Since there is a large population of seniors in SF who are unconnected with family and have limited mobility, their issues often fall under the radar. Two weeks ago, District 5 (which includes The Free Farm) Supervisor Christina Olague held a City Hall hearing about the “senior surge” as she was particularly concerned about meeting the needs of her District, which has the City’s highest number of seniors in public housing. (http://www.sfexaminer.com/local/2012/05/parents-exiting-city-droves-leaving-older-relatives-their-own)
Sadly, when the time came for 2-minute comments from the public, many seniors were leaving the chambers so they could have their noontime senior congregate meals. At some senior meal sites, lunch may be the only meal of the day for many seniors. Fortunately, many senior services providers and advocates stepped up to speak on behalf of their clients. Many seniors may qualify but cannot access food distribution programs because they cannot drive, stand in line, carry their food bags up the stairs or hills in their neighborhood. Many find it difficult to go anywhere without assistance and a ride. In addition, even if seniors can access fresh produce, they may lack the facilities for storage and preparation (especially in SROs).

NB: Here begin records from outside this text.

//! TCP server: listen socket, accept loop, session ownership.

use std::collections::HashMap;
use std::os::fd::{AsRawFd, FromRawFd, OwnedFd, RawFd};
use std::sync::Arc;
use std::sync::atomic::{AtomicBool, Ordering};
use std::time::Duration;

use parking_lot::Mutex;
use tracing::{debug, info, warn};

use crate::app::Plugin;
use crate::context::Context;
use crate::error::{RavelError, RavelResult};
use crate::exec::{PoolScheduler, Sender, Strand, schedule};
use crate::io::IoEngine;
use crate::net::{Endpoint, socket};
use crate::pipeline::PipelineFactory;

use super::session::TcpSession;

/// How long the accept loop backs off after a failed accept while running.
const ACCEPT_RETRY_DELAY: Duration = Duration::from_millis(100);

struct TcpServerInner {
    endpoint: Endpoint,
    factory: PipelineFactory,
    ring_entries: u32,
    context: Arc<Context>,
    engine: Mutex<Option<Arc<IoEngine>>>,
    listener: Mutex<Option<OwnedFd>>,
    sessions: Mutex<HashMap<RawFd, Arc<TcpSession>>>,
    running: AtomicBool,
}

/// Owns a listen socket and one I/O engine; spawns a session per accepted
/// connection, each with a freshly built pipeline and its own strand.
pub struct TcpServer {
    inner: Arc<TcpServerInner>,
}

impl TcpServer {
    pub fn new(endpoint: Endpoint, factory: PipelineFactory) -> Self {
        Self::with_ring_entries(endpoint, factory, 256)
    }

    pub fn with_ring_entries(endpoint: Endpoint, factory: PipelineFactory, ring_entries: u32) -> Self {
        Self {
            inner: Arc::new(TcpServerInner {
                endpoint,
                factory,
                ring_entries,
                context: Arc::new(Context::new()),
                engine: Mutex::new(None),
                listener: Mutex::new(None),
                sessions: Mutex::new(HashMap::new()),
                running: AtomicBool::new(false),
            }),
        }
    }

    /// Port actually bound (differs from the endpoint when it asked for 0).
    pub fn local_port(&self) -> Option<u16> {
        let listener = self.inner.listener.lock();
        listener
            .as_ref()
            .and_then(|fd| socket::local_port(fd.as_raw_fd()).ok())
    }

    pub fn session_count(&self) -> usize {
        self.inner.sessions.lock().len()
    }

    pub fn is_running(&self) -> bool {
        self.inner.running.load(Ordering::Acquire)
    }

    /// Idempotent stop: flip the flag, cancel the engine so blocked calls
    /// return, stop every session, close the listener.
    pub fn stop(&self) {
        stop_inner(&self.inner);
    }
}

impl Plugin for TcpServer {
    fn init(&mut self) -> RavelResult<()> {
        let engine = Arc::new(IoEngine::new(self.inner.ring_entries)?);
        let listener = socket::listen_tcp(&self.inner.endpoint)?;
        info!(endpoint = %self.inner.endpoint, "tcp server listening");
        *self.inner.engine.lock() = Some(engine);
        *self.inner.listener.lock() = Some(listener);
        Ok(())
    }

    fn run(&mut self, scheduler: &PoolScheduler) -> RavelResult<()> {
        self.inner.running.store(true, Ordering::Release);
        accept_loop(Arc::clone(&self.inner), scheduler.clone());
        Ok(())
    }

    fn stop(&mut self) {
        stop_inner(&self.inner);
    }
}

impl Drop for TcpServer {
    fn drop(&mut self) {
        stop_inner(&self.inner);
    }
}

fn stop_inner(inner: &Arc<TcpServerInner>) {
    inner.running.store(false, Ordering::Release);

    let engine = inner.engine.lock().clone();
    if let Some(engine) = engine {
        engine.cancel();
    }

    let sessions: Vec<_> = inner.sessions.lock().drain().map(|(_, s)| s).collect();
    for session in &sessions {
        session.stop();
    }

    if inner.listener.lock().take().is_some() {
        info!(endpoint = %inner.endpoint, "tcp server stopped");
    }
}

/// One accept per hop: block in the engine, spawn the session, re-arm.
fn accept_loop(inner: Arc<TcpServerInner>, scheduler: PoolScheduler) {
    let state = Arc::clone(&inner);
    let sched = scheduler.clone();
    schedule(&scheduler)
        .let_value(move |_| {
            if !state.running.load(Ordering::Acquire) {
                return Sender::stopped();
            }

            let (engine, listen_fd) = {
                let engine = state.engine.lock().clone();
                let listener = state.listener.lock();
                match (engine, listener.as_ref().map(|fd| fd.as_raw_fd())) {
                    (Some(engine), Some(fd)) => (engine, fd),
                    _ => return Sender::stopped(),
                }
            };

            let client_fd = engine.accept(listen_fd);
            if !state.running.load(Ordering::Acquire) {
                if client_fd >= 0 {
                    unsafe { libc::close(client_fd) };
                }
                return Sender::stopped();
            }
            if client_fd < 0 {
                return Sender::fail(RavelError::Io(-client_fd));
            }

            debug!(fd = client_fd, "accepted connection");
            let fd = unsafe { OwnedFd::from_raw_fd(client_fd) };

            let close_target = Arc::downgrade(&state);
            let close_sched = sched.clone();
            let on_close = Box::new(move |fd: RawFd| {
                if let Some(server) = close_target.upgrade() {
                    remove_session(server, close_sched, fd);
                }
            });

            let session = Arc::new(TcpSession::new(
                fd,
                Strand::over(&sched),
                (state.factory)(),
                engine,
                Arc::clone(&state.context),
                on_close,
            ));
            state.sessions.lock().insert(client_fd, Arc::clone(&session));
            session.start();

            accept_loop(Arc::clone(&state), sched.clone());
            Sender::just(())
        })
        .upon_stopped(|| ())
        .upon_error(move |err| {
            if inner.running.load(Ordering::Acquire) {
                warn!(error = %err, "accept failed; backing off");
                std::thread::sleep(ACCEPT_RETRY_DELAY);
                accept_loop(Arc::clone(&inner), scheduler.clone());
            }
        })
        .start_detached();
}

/// Session removal goes back through the scheduler, like the addition did.
fn remove_session(server: Arc<TcpServerInner>, scheduler: PoolScheduler, fd: RawFd) {
    schedule(&scheduler)
        .then(move |_| {
            if server.sessions.lock().remove(&fd).is_some() {
                debug!(fd, "session removed");
            }
        })
        .start_detached();
}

Lolita Kintanar is Director of Senior Services at Canon Kip Senior Center (http://www.ecs-sf.org/programs/cksc.html), which provides meals and other supportive services via Aging and Disability Resource Center (http://ecs-sf.org/programs/adrc.html) stations throughout the City.
Robin Meese-Cruz is Director of Social Work at Meals on Wheels (http://www.mowsf.org/), which delivers nutritious meals to homebound seniors throughout the City.
At the hearing, one senior in a wheelchair said he wanted to “de-retire” to be productive and pay taxes, not just receive a handout from the government or charitable organizations. According to gerontologists, people perform best when their environment challenges them to test their limits but not overwhelm them. However, if the environmental press is too low, then people suffer sensory deprivation, boredom, learned helplessness, and dependence on others. I thought about how our garden table could meet this senior where he is on his wheelchair. By meeting people where they are and actively engaging them in our gardening activities, our communities would be so much richer.
For other ways to help support food security, see http://thefreefarm.blogspot.com/2011/11/food-justice-hunger-banquet.html
Thanks to all the volunteers and visitors who meet us where we are at The Free Farm to grow and support local food security!